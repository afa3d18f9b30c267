use crate::adapters::LocalStore;
use crate::config::AppConfig;
use crate::push;

use std::sync::Arc;

#[derive(Clone)]
pub struct AppState {
    pub config: AppConfig,
    pub store: LocalStore,
    pub dispatcher: Arc<push::AppDispatcher>,
}

#[derive(Debug, thiserror::Error)]
pub enum StateError {
    #[error("failed to open subscription store: {0}")]
    Store(#[from] crate::ports::StoreError),
    #[error(transparent)]
    Setup(#[from] push::SetupError),
}

impl AppState {
    pub async fn from_config(config: AppConfig) -> Result<Self, StateError> {
        let store = match config.store_path.as_ref() {
            Some(path) => LocalStore::open(path).await?,
            None => LocalStore::in_memory(),
        };
        let dispatcher = push::dispatcher_from_config(&config, store.clone())?;
        Ok(Self {
            config,
            store,
            dispatcher: Arc::new(dispatcher),
        })
    }
}
use aes_gcm::aead::{Aead, KeyInit};
use aes_gcm::Aes128Gcm;
use rand::RngCore;
use rand::rngs::OsRng;

use super::CryptoError;
use super::derive::{self, AUTH_SECRET_LEN, SALT_LEN};
use super::header::{HEADER_LEN, RECORD_SIZE, build_header};
use super::keys::{EphemeralKeyPair, PUBLIC_KEY_LEN, parse_public_key};
use crate::codec::decode_base64_url;
use crate::types::push::PushSubscription;

pub const TAG_LEN: usize = 16;
/// Largest plaintext that still fits one record next to the delimiter and tag.
pub const MAX_PLAINTEXT_LEN: usize = RECORD_SIZE as usize - TAG_LEN - 1;
const LAST_RECORD_DELIMITER: u8 = 0x02;

#[derive(Debug, Clone)]
pub struct EncryptedPayload {
    pub ciphertext: Vec<u8>,
    pub salt: [u8; SALT_LEN],
    pub local_public_key: [u8; PUBLIC_KEY_LEN],
}

impl EncryptedPayload {
    /// Request body: header followed by the single record.
    pub fn into_body(self) -> Vec<u8> {
        let mut body = Vec::with_capacity(HEADER_LEN + self.ciphertext.len());
        body.extend_from_slice(&build_header(&self.salt, &self.local_public_key));
        body.extend_from_slice(&self.ciphertext);
        body
    }
}

/// Decoded and validated `p256dh` / `auth` pair of a subscription.
#[derive(Debug, Clone)]
pub struct SubscriberKeys {
    public_key: [u8; PUBLIC_KEY_LEN],
    auth: [u8; AUTH_SECRET_LEN],
}

impl SubscriberKeys {
    pub fn from_subscription(subscription: &PushSubscription) -> Result<Self, CryptoError> {
        let public_key =
            decode_base64_url(&subscription.p256dh).map_err(|source| CryptoError::Decode {
                field: "p256dh",
                source,
            })?;
        parse_public_key("p256dh", &public_key)?;

        let auth = decode_base64_url(&subscription.auth).map_err(|source| CryptoError::Decode {
            field: "auth",
            source,
        })?;
        let auth: [u8; AUTH_SECRET_LEN] =
            auth.as_slice().try_into().map_err(|_| CryptoError::KeyLength {
                field: "auth",
                expected: AUTH_SECRET_LEN,
                actual: auth.len(),
            })?;

        let mut keys = Self {
            public_key: [0u8; PUBLIC_KEY_LEN],
            auth,
        };
        keys.public_key.copy_from_slice(&public_key);
        Ok(keys)
    }
}

pub fn encrypt(
    payload: &[u8],
    subscription: &PushSubscription,
) -> Result<EncryptedPayload, CryptoError> {
    let keys = SubscriberKeys::from_subscription(subscription)?;
    let mut salt = [0u8; SALT_LEN];
    OsRng.fill_bytes(&mut salt);
    encrypt_with(payload, &keys, salt, &EphemeralKeyPair::generate())
}

/// Deterministic core of [`encrypt`]; salt and ephemeral key must never be reused.
pub fn encrypt_with(
    payload: &[u8],
    keys: &SubscriberKeys,
    salt: [u8; SALT_LEN],
    ephemeral: &EphemeralKeyPair,
) -> Result<EncryptedPayload, CryptoError> {
    if payload.len() > MAX_PLAINTEXT_LEN {
        return Err(CryptoError::PayloadTooLarge {
            size: payload.len(),
            limit: MAX_PLAINTEXT_LEN,
        });
    }

    let shared_secret = derive::derive_shared_secret(ephemeral.secret(), &keys.public_key)?;
    let content_keys = derive::derive_content_keys(
        &shared_secret,
        &keys.auth,
        &keys.public_key,
        ephemeral.public_key(),
        &salt,
    )?;

    let mut record = Vec::with_capacity(payload.len() + 1);
    record.extend_from_slice(payload);
    record.push(LAST_RECORD_DELIMITER);

    let cipher = Aes128Gcm::new((&content_keys.cek).into());
    let ciphertext = cipher
        .encrypt((&content_keys.nonce).into(), record.as_slice())
        .map_err(|_| CryptoError::Aead)?;

    Ok(EncryptedPayload {
        ciphertext,
        salt,
        local_public_key: *ephemeral.public_key(),
    })
}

+===+

How to complete this task: Repeat the lines above exactly.

Output for this exercise:
repository afa3d18f9b30c267
use crate::adapters::LocalStore;
use crate::config::AppConfig;
use crate::push;

use std::sync::Arc;

#[derive(Clone)]
pub struct AppState {
    pub config: AppConfig,
    pub store: LocalStore,
    pub dispatcher: Arc<push::AppDispatcher>,
}

#[derive(Debug, thiserror::Error)]
pub enum StateError {
    #[error("failed to open subscription store: {0}")]
    Store(#[from] crate::ports::StoreError),
    #[error(transparent)]
    Setup(#[from] push::SetupError),
}

impl AppState {
    pub async fn from_config(config: AppConfig) -> Result<Self, StateError> {
        let store = match config.store_path.as_ref() {
            Some(path) => LocalStore::open(path).await?,
            None => LocalStore::in_memory(),
        };
        let dispatcher = push::dispatcher_from_config(&config, store.clone())?;
        Ok(Self {
            config,
            store,
            dispatcher: Arc::new(dispatcher),
        })
    }
}
use aes_gcm::aead::{Aead, KeyInit};
use aes_gcm::Aes128Gcm;
use rand::RngCore;
use rand::rngs::OsRng;

use super::CryptoError;
use super::derive::{self, AUTH_SECRET_LEN, SALT_LEN};
use super::header::{HEADER_LEN, RECORD_SIZE, build_header};
use super::keys::{EphemeralKeyPair, PUBLIC_KEY_LEN, parse_public_key};
use crate::codec::decode_base64_url;
use crate::types::push::PushSubscription;

pub const TAG_LEN: usize = 16;
/// Largest plaintext that still fits one record next to the delimiter and tag.
pub const MAX_PLAINTEXT_LEN: usize = RECORD_SIZE as usize - TAG_LEN - 1;
const LAST_RECORD_DELIMITER: u8 = 0x02;

#[derive(Debug, Clone)]
pub struct EncryptedPayload {
    pub ciphertext: Vec<u8>,
    pub salt: [u8; SALT_LEN],
    pub local_public_key: [u8; PUBLIC_KEY_LEN],
}

impl EncryptedPayload {
    /// Request body: header followed by the single record.
    pub fn into_body(self) -> Vec<u8> {
        let mut body = Vec::with_capacity(HEADER_LEN + self.ciphertext.len());
        body.extend_from_slice(&build_header(&self.salt, &self.local_public_key));
        body.extend_from_slice(&self.ciphertext);
        body
    }
}

/// Decoded and validated `p256dh` / `auth` pair of a subscription.
#[derive(Debug, Clone)]
pub struct SubscriberKeys {
    public_key: [u8; PUBLIC_KEY_LEN],
    auth: [u8; AUTH_SECRET_LEN],
}

impl SubscriberKeys {
    pub fn from_subscription(subscription: &PushSubscription) -> Result<Self, CryptoError> {
        let public_key =
            decode_base64_url(&subscription.p256dh).map_err(|source| CryptoError::Decode {
                field: "p256dh",
                source,
            })?;
        parse_public_key("p256dh", &public_key)?;

        let auth = decode_base64_url(&subscription.auth).map_err(|source| CryptoError::Decode {
            field: "auth",
            source,
        })?;
        let auth: [u8; AUTH_SECRET_LEN] =
            auth.as_slice().try_into().map_err(|_| CryptoError::KeyLength {
                field: "auth",
                expected: AUTH_SECRET_LEN,
                actual: auth.len(),
            })?;

        let mut keys = Self {
            public_key: [0u8; PUBLIC_KEY_LEN],
            auth,
        };
        keys.public_key.copy_from_slice(&public_key);
        Ok(keys)
    }
}

pub fn encrypt(
    payload: &[u8],
    subscription: &PushSubscription,
) -> Result<EncryptedPayload, CryptoError> {
    let keys = SubscriberKeys::from_subscription(subscription)?;
    let mut salt = [0u8; SALT_LEN];
    OsRng.fill_bytes(&mut salt);
    encrypt_with(payload, &keys, salt, &EphemeralKeyPair::generate())
}

/// Deterministic core of [`encrypt`]; salt and ephemeral key must never be reused.
pub fn encrypt_with(
    payload: &[u8],
    keys: &SubscriberKeys,
    salt: [u8; SALT_LEN],
    ephemeral: &EphemeralKeyPair,
) -> Result<EncryptedPayload, CryptoError> {
    if payload.len() > MAX_PLAINTEXT_LEN {
        return Err(CryptoError::PayloadTooLarge {
            size: payload.len(),
            limit: MAX_PLAINTEXT_LEN,
        });
    }

    let shared_secret = derive::derive_shared_secret(ephemeral.secret(), &keys.public_key)?;
    let content_keys = derive::derive_content_keys(
        &shared_secret,
        &keys.auth,
        &keys.public_key,
        ephemeral.public_key(),
        &salt,
    )?;

    let mut record = Vec::with_capacity(payload.len() + 1);
    record.extend_from_slice(payload);
    record.push(LAST_RECORD_DELIMITER);

    let cipher = Aes128Gcm::new((&content_keys.cek).into());
    let ciphertext = cipher
        .encrypt((&content_keys.nonce).into(), record.as_slice())
        .map_err(|_| CryptoError::Aead)?;

    Ok(EncryptedPayload {
        ciphertext,
        salt,
        local_public_key: *ephemeral.public_key(),
    })
}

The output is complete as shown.